Virtual meetings are a key collaborative tool for teams working from home during the global pandemic. What's the best way to run a virtual meeting?
"Just 'winging it' could be disastrous," says Peter Montoya, an expert on training solutions for teams. The virtual meeting "can be a make-or-break aspect of your remote workforce, with everything from productivity to job satisfaction hanging in the balance," he says. "It also represents a significant investment in both time and money, so how can we better utilize it?"
"We must reframe virtual meetings as moments of connectivity where team members gather to create value that could not be accomplished individually," says Wade Shows, an executive coach, organizational consultant, and founder of Crucible Coaching & Consulting.
Montoya and Shows suggest focusing preparation — a piece of the proverbial puzzle that is often overlooked.
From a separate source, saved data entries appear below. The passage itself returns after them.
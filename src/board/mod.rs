//! The authoritative in-memory registry of tasks and agents.
//!
//! Every public operation takes the single state lock for its whole duration,
//! so compound task+agent updates (assignment, completion, pausing) are never
//! observed half-applied by another agent loop.

pub mod types;

pub use types::*;

use parking_lot::Mutex;
use std::collections::{HashMap, HashSet};
use tokio::sync::Notify;
use tracing::{debug, info, warn};

#[derive(Debug, thiserror::Error, PartialEq)]
pub enum BoardError {
    #[error("Task not found: {0}")]
    TaskNotFound(TaskId),

    #[error("Task {0} has dependencies that are not DONE")]
    DependenciesPending(TaskId),
}

#[derive(Debug, Default)]
struct BoardState {
    tasks: HashMap<TaskId, Task>,
    task_order: Vec<TaskId>,
    agents: HashMap<AgentId, Agent>,
    agent_order: Vec<AgentId>,
}

impl BoardState {
    fn dependencies_done(&self, task: &Task) -> bool {
        task.dependencies.iter().all(|dep_id| {
            matches!(self.tasks.get(dep_id), Some(dep) if dep.status == TaskStatus::Done)
        })
    }

    fn try_assign(&mut self, task_id: &str, agent_id: &str) -> bool {
        let agent_idle = matches!(
            self.agents.get(agent_id),
            Some(agent) if agent.status == AgentStatus::Idle
        );
        let task_ready = match self.tasks.get(task_id) {
            Some(task) => task.status == TaskStatus::Todo && self.dependencies_done(task),
            None => false,
        };
        if !agent_idle || !task_ready {
            return false;
        }

        if let Some(task) = self.tasks.get_mut(task_id) {
            task.status = TaskStatus::InProgress;
            task.assigned_agent_id = Some(agent_id.to_string());
        }
        if let Some(agent) = self.agents.get_mut(agent_id) {
            agent.status = AgentStatus::Working;
            agent.current_task_id = Some(task_id.to_string());
        }
        true
    }

    /// Returns the agent to IDLE if it is still holding `task_id`.
    fn release_agent(&mut self, agent_id: &str, task_id: &str) {
        if let Some(agent) = self.agents.get_mut(agent_id) {
            if agent.current_task_id.as_deref() == Some(task_id) {
                agent.status = AgentStatus::Idle;
                agent.current_task_id = None;
                agent.pending_input = None;
            }
        }
    }

    /// Depth-first walk through dependencies looking for a path back to `start`.
    fn find_cycle(&self, start: &str) -> Option<Vec<TaskId>> {
        let mut visited = HashSet::new();
        let mut stack = vec![vec![start.to_string()]];

        while let Some(path) = stack.pop() {
            let Some(current) = path.last() else { continue };
            let Some(task) = self.tasks.get(current) else { continue };
            for dep_id in &task.dependencies {
                if dep_id == start {
                    return Some(path.clone());
                }
                if visited.insert(dep_id.clone()) {
                    let mut next = path.clone();
                    next.push(dep_id.clone());
                    stack.push(next);
                }
            }
        }
        None
    }
}

#[derive(Debug, Default)]
pub struct Board {
    state: Mutex<BoardState>,
    changed: Notify,
}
Here are seven keys to successful virtual meeting preparation.
Define the purpose of the meeting. What is it, precisely, that you want to accomplish? Far too many meetings are held without a clear answer to that question — which is almost certainly a waste of time, money, and resources.
Confirm the need for the meeting. Will this be a good use of everyone's time? The purpose of a virtual meeting should be to leverage and harness group energy. If you're only planning to deliver information, could that be accomplished via email instead?
Determine the topic(s) of the meeting. Perhaps the most ubiquitous saboteur of any meeting, online or otherwise, is having too many topics. In order to keep a meeting productive and focused, especially in a virtual framework, don't attempt to cover too many bases. Stick with one or two key topics, and no more than two or three lighter points.
Create an outline. Decide in advance what you want to cover, in what order, and what process you will use to achieve each objective. This will not only help you to stay focused and on-topic, it will also ensure the flow of information and participation is productive and meaningful.
Determine the length of the meeting. Be realistic about your time. If people are genuinely engaged, a meeting will almost always take longer than you think. Factor in at least 5 minutes of initial transition time at the top of the meeting, and don't count on those minutes to be productive. Likewise, be sure to leave room for 10-to-15 minutes of questions, comments, and clarification time at the end of the meeting.
Prime the meeting. The meeting leader can work to ensure attendee engagement before the meeting begins. Priming is the key. Reach out to each attendee prior to the meeting, let them know why you want them in that virtual conference room, what you'd like them to contribute, and what it is you hope to accomplish. Assign everyone a role, in advance.
Select and learn to effectively leverage your technology. There's nothing worse than a delay, derailment, or even cancellation of a meeting resulting from confusion surrounding a technology or platform — especially when you multiply that wasted time by your number of attendees. Whatever software you choose, assign someone to manage it, make sure that you have a thorough understanding of how it works, and ask all attendees to test their access to it in advance.
"The bottom line is that you must take responsibility — as a leader — not only for the outcomes of your virtual meetings, but also for their successful planning and execution," Montoya says. "Far too many would-be leaders fail at this fundamental skill."
"Remember, too, that how you show up — be that facilitative and inclusive, or directive and autocratic — determines how attendees show up. Developing your mastery of planning and leading virtual meetings will not only improve team productivity and satisfaction, but set you apart as a leader," Shows says.